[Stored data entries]
§

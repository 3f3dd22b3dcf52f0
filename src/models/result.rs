use chrono::{DateTime, Utc};
use serde::{Deserialize, Serialize};
use uuid::Uuid;

/// Outcome of one successful task. At most one live result exists per task;
/// writing a new one replaces the previous row.
#[derive(Debug, Clone, PartialEq, Serialize, Deserialize)]
pub struct DockingResult {
    pub result_id: Uuid,
    pub task_id: Uuid,
    pub created_at: DateTime<Utc>,
    /// Lower is better; `None` when the engine reported no pose
    pub best_score: Option<f64>,
    /// Pose artifacts, relative to the object store
    pub pose_paths: Vec<String>,
    /// Opaque engine metrics plus the box-resolution metadata
    pub metrics: serde_json::Value,
}

impl DockingResult {
    pub fn new(
        task_id: Uuid,
        best_score: Option<f64>,
        pose_paths: Vec<String>,
        metrics: serde_json::Value,
    ) -> Self {
        Self {
            result_id: Uuid::new_v4(),
            task_id,
            created_at: Utc::now(),
            best_score,
            pose_paths,
            metrics,
        }
    }
}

§

**Instructions to follow:**
Transcribe the data above exactly as it reads.

**Output for this task:**
repository 3f3dd22b3dcf52f0
filename src/models/result.rs
use chrono::{DateTime, Utc};
use serde::{Deserialize, Serialize};
use uuid::Uuid;

/// Outcome of one successful task. At most one live result exists per task;
/// writing a new one replaces the previous row.
#[derive(Debug, Clone, PartialEq, Serialize, Deserialize)]
pub struct DockingResult {
    pub result_id: Uuid,
    pub task_id: Uuid,
    pub created_at: DateTime<Utc>,
    /// Lower is better; `None` when the engine reported no pose
    pub best_score: Option<f64>,
    /// Pose artifacts, relative to the object store
    pub pose_paths: Vec<String>,
    /// Opaque engine metrics plus the box-resolution metadata
    pub metrics: serde_json::Value,
}

impl DockingResult {
    pub fn new(
        task_id: Uuid,
        best_score: Option<f64>,
        pose_paths: Vec<String>,
        metrics: serde_json::Value,
    ) -> Self {
        Self {
            result_id: Uuid::new_v4(),
            task_id,
            created_at: Utc::now(),
            best_score,
            pose_paths,
            metrics,
        }
    }
}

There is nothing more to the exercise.